固定金利は長期金利の低下により、まだ下げ余地がありますが、変動金利はさすがに厳しく、ネット銀行でも0.457%で横並びでした。(銀行により疾病保障サービス付保)
従って、ただ単純にとにかく低い金利で借りたいという顧客であれば、ジャパンネット銀行が提供する金利は魅力的に感じるでしょう。
ただし、ネット銀行によっては0.457%で8大疾病保障などが付保されている所もありますが、ジャパンネット銀行は金利上乗せが必要です。
例えば、がん100%保障団信であれば+0.2%、11疾病保障団信であれば+0.3%といった具合です。
団信を充実させるのであれば、他のネット銀行よりも金利水準が高くなることもあり、この辺りは割り切りが必要なようです。
審査能力がどこまであるかが最大の懸念
この金利水準で間口が広ければ言うことはありませんが、恐らく大企業のサラリーマン以外は最優遇金利での融資は厳しいでしょう。

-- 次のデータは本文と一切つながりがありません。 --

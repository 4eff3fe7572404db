use clap::{Args, Parser, Subcommand};
use std::path::PathBuf;

const HELP_TEMPLATE: &str = "\
{before-help}{name} {version}
{author-with-newline}{about-with-newline}
{usage-heading} {usage}

{all-args}{after-help}
";

#[derive(Parser, Debug)]
#[command(
    version,
    about = "statesampler - adaptive swarm sampling of molecular dynamics walkers \
             guided by collective variables.",
    help_template = HELP_TEMPLATE,
)]
#[command(propagate_version = true)]
pub struct Cli {
    #[command(subcommand)]
    pub command: Commands,

    /// Increase verbosity level (-v for INFO, -vv for DEBUG, -vvv for TRACE)
    #[arg(short, long, action = clap::ArgAction::Count, global = true)]
    pub verbose: u8,

    /// Suppress all log output except for errors
    #[arg(short, long, global = true, conflicts_with = "verbose")]
    pub quiet: bool,

    /// Write logs to a specified file in addition to the console output
    #[arg(long, global = true, value_name = "PATH")]
    pub log_file: Option<PathBuf>,
}

#[derive(Subcommand, Debug)]
pub enum Commands {
    /// Run swarm iterations, or evaluate finished ones in convergence mode.
    Run(RunArgs),
    /// Inspect and normalize collective variable definition files.
    Cvs(CvsArgs),
}

/// Arguments for the `run` subcommand.
#[derive(Args, Debug, Default)]
pub struct RunArgs {
    // --- Core Arguments ---
    /// Iteration to start from.
    #[arg(long, required = true, value_name = "INT")]
    pub iteration: usize,

    /// Root directory holding one subdirectory per iteration.
    #[arg(short, long, value_name = "PATH")]
    pub working_dir: Option<PathBuf>,

    /// Path to a configuration file in TOML format.
    #[arg(short, long, value_name = "PATH")]
    pub config: Option<PathBuf>,

    /// Collective variable definitions (JSON). Defaults to 'cvs.json'.
    #[arg(long, value_name = "PATH")]
    pub cvs: Option<PathBuf>,

    /// Identifier used in output file names. Defaults to 'ss'.
    #[arg(long, value_name = "ID")]
    pub simu_id: Option<String>,

    /// Starting structure, relative to the working directory.
    #[arg(long, value_name = "FILE")]
    pub starting_structure: Option<String>,

    // --- Sampling Overrides ---
    /// Number of walkers per iteration.
    #[arg(short = 'n', long, value_name = "INT")]
    pub swarm_size: Option<usize>,

    /// 'single_state' favors walkers near the swarm center, 'multi_state' dispersed ones.
    #[arg(short = 'e', long, value_name = "TYPE")]
    pub exploration_type: Option<String>,

    /// 'server' runs iterations, 'convergence' only evaluates finished ones.
    #[arg(short = 'm', long, value_name = "MODE")]
    pub start_mode: Option<String>,

    /// Last iteration to run, inclusive.
    #[arg(long, value_name = "INT")]
    pub max_iteration: Option<usize>,

    // --- Execution Overrides ---
    /// Seconds between completion checks.
    #[arg(long, value_name = "SECONDS")]
    pub poll_interval: Option<f64>,

    /// Give up waiting for walkers after this many seconds.
    #[arg(long, value_name = "SECONDS")]
    pub timeout: Option<f64>,

    /// Submission script handed to the scheduler, relative to the iteration directory.
    #[arg(long, value_name = "PATH")]
    pub submit_script: Option<String>,

    /// File name template of walker trajectories; '{i}' is the walker index.
    #[arg(long, value_name = "TEMPLATE")]
    pub trajectory_pattern: Option<String>,

    /// Set a specific configuration value, overriding the config file and flags.
    /// Can be used multiple times. Example: -S sampling.swarm-size=12
    #[arg(short = 'S', long = "set", value_name = "KEY=VALUE", num_args(0..))]
    pub set_values: Vec<String>,
}

/// Arguments for the `cvs` subcommand.
#[derive(Args, Debug)]
pub struct CvsArgs {
    #[command(subcommand)]
    pub command: CvsCommands,
}

#[derive(Subcommand, Debug)]
pub enum CvsCommands {
    /// List the collective variables of a definition file.
    Show {
        /// The CV definition file.
        #[arg(required = true)]
        path: PathBuf,
    },
    /// Fit each CV's normalization to a set of trajectories and save the result.
    Normalize {
        /// The CV definition file.
        #[arg(required = true)]
        path: PathBuf,
        /// Directory holding the trajectories.
        #[arg(short, long, required = true, value_name = "DIR")]
        directory: PathBuf,
        /// Wildcard pattern of the trajectory files.
        #[arg(short, long, required = true, value_name = "PATTERN")]
        trajectory: String,
        /// Wildcard pattern of the topology file.
        #[arg(long, required = true, value_name = "PATTERN")]
        topology: String,
        /// Keep every n-th frame.
        #[arg(long, default_value_t = 1, value_name = "INT")]
        stride: usize,
        /// Atom selection applied before evaluation.
        #[arg(long, default_value = "protein", value_name = "QUERY")]
        query: String,
        /// Output file. Defaults to overwriting the input.
        #[arg(short, long, value_name = "PATH")]
        output: Option<PathBuf>,
    },
}
#[cfg(test)]
pub(crate) mod tests {
    use super::*;
    use crate::core::colvars::contact::{ContactCv, ContactScheme};
    use crate::core::colvars::cv::CvKind;
    use crate::core::io::loader::TrajectoryError;
    use crate::core::models::topology::Topology;
    use crate::core::models::trajectory::{Frame, Trajectory};
    use crate::engine::config::IterationConfigBuilder;
    use crate::engine::polling::PollPolicy;
    use crate::engine::reweight::ExplorationPolicy;
    use crate::engine::scheduler::SchedulerError;
    use nalgebra::Point3;
    use std::cell::{Cell, RefCell};
    use std::collections::HashMap;
    use std::path::Path;
    use std::time::Duration;
    use tempfile::{TempDir, tempdir};

    #[derive(Default)]
    pub(crate) struct RecordingScheduler {
        pub(crate) submissions: Cell<usize>,
        pub(crate) last_size: Cell<usize>,
    }

    impl Scheduler for RecordingScheduler {
        fn submit_array(&self, _workdir: &Path, size: usize) -> Result<(), SchedulerError> {
            self.submissions.set(self.submissions.get() + 1);
            self.last_size.set(size);
            Ok(())
        }
    }

    /// Serves dimer trajectories keyed by the requested structure file name.
    #[derive(Default)]
    pub(crate) struct DimerSource {
        pub(crate) separations: HashMap<String, Vec<f64>>,
        pub(crate) requests: RefCell<Vec<LoadRequest>>,
    }

    impl DimerSource {
        pub(crate) fn with_walkers(walkers: &[&[f64]]) -> Self {
            let separations = walkers
                .iter()
                .enumerate()
                .map(|(i, s)| (format!("s{i}.gro"), s.to_vec()))
                .collect();
            Self {
                separations,
                requests: RefCell::default(),
            }
        }
    }

    pub(crate) fn dimer(separations: &[f64]) -> Trajectory {
        let mut top = Topology::new();
        top.push_atom("CA", "ALA", 1, 1);
        top.push_atom("CA", "GLY", 2, 2);
        let frames = separations
            .iter()
            .map(|&d| Frame::new(vec![Point3::origin(), Point3::new(d, 0.0, 0.0)], None))
            .collect();
        Trajectory::new(top, frames).unwrap()
    }

    impl TrajectorySource for DimerSource {
        fn load(&self, request: &LoadRequest) -> Result<Trajectory, TrajectoryError> {
            self.requests.borrow_mut().push(request.clone());
            let separations = self
                .separations
                .get(&request.topology_pattern)
                .ok_or_else(|| TrajectoryError::NoMatch {
                    directory: request.directory.clone(),
                    pattern: request.topology_pattern.clone(),
                })?;
            Ok(dimer(separations))
        }
    }

    pub(crate) fn contact_cvs() -> Vec<CollectiveVariable> {
        vec![CollectiveVariable::new("d").with_generator(CvKind::Contact(
            ContactCv::new(1, 2).with_scheme(ContactScheme::Ca),
        ))]
    }

    fn setup(swarm_size: usize, policy: ExplorationPolicy) -> (TempDir, IterationConfig) {
        let dir = tempdir().unwrap();
        let config = IterationConfigBuilder::new()
            .working_dir(dir.path().to_path_buf())
            .iteration(1)
            .swarm_size(swarm_size)
            .policy(policy)
            .poll(
                PollPolicy::fixed(Duration::from_millis(1))
                    .with_timeout(Some(Duration::from_millis(50))),
            )
            .build()
            .unwrap();
        fs::create_dir_all(config.iteration_dir()).unwrap();
        for i in 0..swarm_size {
            fs::write(
                config.iteration_dir().join(config.files.structure(i)),
                format!("walker {i}"),
            )
            .unwrap();
        }
        (dir, config)
    }

    fn finish_walkers(config: &IterationConfig, walkers: impl IntoIterator<Item = usize>) {
        for i in walkers {
            fs::write(config.iteration_dir().join(config.files.sentinel(i)), "").unwrap();
        }
    }

    #[test]
    fn submit_is_skipped_when_all_sentinels_exist() {
        let (_dir, config) = setup(4, ExplorationPolicy::SingleState);
        let scheduler = RecordingScheduler::default();
        let source = DimerSource::default();
        let reporter = ProgressReporter::new();
        let cvs = contact_cvs();
        let mut controller =
            IterationController::new(&config, &cvs, &scheduler, &source, &reporter);

        finish_walkers(&config, 0..3);
        assert!(!controller.simulations_finished());
        assert!(controller.submit_jobs().unwrap());
        assert_eq!(scheduler.submissions.get(), 1);
        assert_eq!(scheduler.last_size.get(), 4);

        finish_walkers(&config, [3]);
        assert!(controller.simulations_finished());
        assert!(!controller.submit_jobs().unwrap());
        assert_eq!(scheduler.submissions.get(), 1);
        assert_eq!(controller.state(), IterationState::Submitted);
    }

    #[test]
    fn wait_times_out_while_walkers_are_missing() {
        let (_dir, config) = setup(2, ExplorationPolicy::SingleState);
        let scheduler = RecordingScheduler::default();
        let source = DimerSource::default();
        let reporter = ProgressReporter::new();
        let cvs = contact_cvs();
        let mut controller =
            IterationController::new(&config, &cvs, &scheduler, &source, &reporter);

        finish_walkers(&config, [0]);
        assert!(matches!(
            controller.wait_for_completion(),
            Err(EngineError::Timeout { .. })
        ));
        finish_walkers(&config, [1]);
        controller.wait_for_completion().unwrap();
    }

    #[test]
    fn wait_stops_when_cancelled() {
        let (_dir, config) = setup(2, ExplorationPolicy::SingleState);
        let scheduler = RecordingScheduler::default();
        let source = DimerSource::default();
        let reporter = ProgressReporter::new();
        let cvs = contact_cvs();
        let token = CancellationToken::new();
        token.cancel();
        let mut controller = IterationController::new(&config, &cvs, &scheduler, &source, &reporter)
            .with_cancellation(token);
        assert!(matches!(
            controller.wait_for_completion(),
            Err(EngineError::Cancelled)
        ));
    }

    #[test]
    fn center_is_the_mean_over_all_frames_of_all_walkers() {
        let (_dir, config) = setup(2, ExplorationPolicy::SingleState);
        let scheduler = RecordingScheduler::default();
        let source = DimerSource::with_walkers(&[&[1.0, 3.0], &[2.0, 2.0, 8.0]]);
        let reporter = ProgressReporter::new();
        let cvs = contact_cvs();
        let mut controller =
            IterationController::new(&config, &cvs, &scheduler, &source, &reporter);

        let evaluation = controller.compute_center_distances().unwrap();
        assert_eq!(evaluation.n_frames, 5);
        assert!((evaluation.center[0] - 3.2).abs() < 1e-12);
        assert!((evaluation.distances[0] - 0.2).abs() < 1e-12);
        assert!((evaluation.distances[1] - 4.8).abs() < 1e-12);

        let requests = source.requests.borrow();
        assert_eq!(requests.len(), 2);
        assert_eq!(requests[1].trajectory_pattern.as_deref(), Some("s1.xtc"));
        assert!(requests.iter().all(|r| r.query.as_deref() == Some("protein")));
        assert!(requests.iter().all(|r| r.center_and_align));
    }

    #[test]
    fn staging_copies_each_walker_its_replica_count_in_order() {
        let (_dir, config) = setup(4, ExplorationPolicy::SingleState);
        let scheduler = RecordingScheduler::default();
        let source = DimerSource::default();
        let reporter = ProgressReporter::new();
        let cvs = contact_cvs();
        let controller = IterationController::new(&config, &cvs, &scheduler, &source, &reporter);

        assert_eq!(controller.stage_replicas(&[2, 0, 1, 1]).unwrap(), 4);
        let next = config.next_iteration_dir();
        let contents: Vec<String> = (0..4)
            .map(|k| fs::read_to_string(next.join(config.files.seed(k))).unwrap())
            .collect();
        assert_eq!(contents, vec!["walker 0", "walker 0", "walker 2", "walker 3"]);
        assert!(!next.join(config.files.seed(4)).exists());
    }

    #[test]
    fn staging_the_wrong_number_of_replicas_is_fatal() {
        let (_dir, config) = setup(4, ExplorationPolicy::SingleState);
        let scheduler = RecordingScheduler::default();
        let source = DimerSource::default();
        let reporter = ProgressReporter::new();
        let cvs = contact_cvs();
        let controller = IterationController::new(&config, &cvs, &scheduler, &source, &reporter);

        assert!(matches!(
            controller.stage_replicas(&[1, 0, 1, 1]),
            Err(EngineError::Staging {
                expected: 4,
                staged: 3
            })
        ));
    }

    #[test]
    fn run_completes_a_finished_iteration_without_resubmitting() {
        let (_dir, config) = setup(4, ExplorationPolicy::SingleState);
        finish_walkers(&config, 0..4);
        let scheduler = RecordingScheduler::default();
        let source =
            DimerSource::with_walkers(&[&[1.0, 1.0], &[1.0, 1.05], &[1.0, 6.0], &[1.0, 6.0]]);
        let reporter = ProgressReporter::new();
        let cvs = contact_cvs();
        let mut controller =
            IterationController::new(&config, &cvs, &scheduler, &source, &reporter);

        let outcome = controller.run().unwrap();
        assert_eq!(scheduler.submissions.get(), 0);
        assert_eq!(controller.state(), IterationState::Done);
        assert_eq!(outcome.iteration, 1);
        assert_eq!(outcome.replicas.iter().sum::<usize>(), 4);
        let explored = outcome.replicas[0] + outcome.replicas[1];
        assert!(explored > outcome.replicas[2] + outcome.replicas[3]);
        let next = config.next_iteration_dir();
        assert!((0..4).all(|k| next.join(config.files.seed(k)).exists()));
    }

    #[test]
    fn staging_backs_up_an_existing_next_iteration() {
        let (dir, config) = setup(2, ExplorationPolicy::SingleState);
        let next = config.next_iteration_dir();
        fs::create_dir_all(&next).unwrap();
        fs::write(next.join("stale.gro"), "old").unwrap();

        let scheduler = RecordingScheduler::default();
        let source = DimerSource::default();
        let reporter = ProgressReporter::new();
        let cvs = contact_cvs();
        let controller = IterationController::new(&config, &cvs, &scheduler, &source, &reporter);
        controller.stage_replicas(&[1, 1]).unwrap();

        assert!(!next.join("stale.gro").exists());
        let backups = fs::read_dir(dir.path())
            .unwrap()
            .filter_map(|e| e.ok())
            .filter(|e| e.file_name().to_string_lossy().starts_with("2#"))
            .count();
        assert_eq!(backups, 1);
    }
}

物件価格の高騰により、顧客の借入希望額は増えていますが、数年前の地銀の過剰融資が住宅ローンでも焦げ付いてきているため、今は全体的に厳しめです。
ジャパンネット銀行のこの金利水準であれば、顧客が延滞するとすぐに損失の方が上回るため、融資には慎重にならざるを得ないと考えられます。
そのため、過度の期待は禁物と言えるでしょう。
金利水準以外の特徴が欲しい
ジャパンネット銀行の住宅ローンが伸びるためには、金利水準以外のアピールポイントが欲しいところです。
電子契約も既に普及していますし、やはり親会社のヤフーと共同した特典などでしょうか。
住宅ローンに参入するネット銀行が増えることは好ましいことであり、ジャパンネット銀行が今まで参入していなかったのが不思議なくらいです。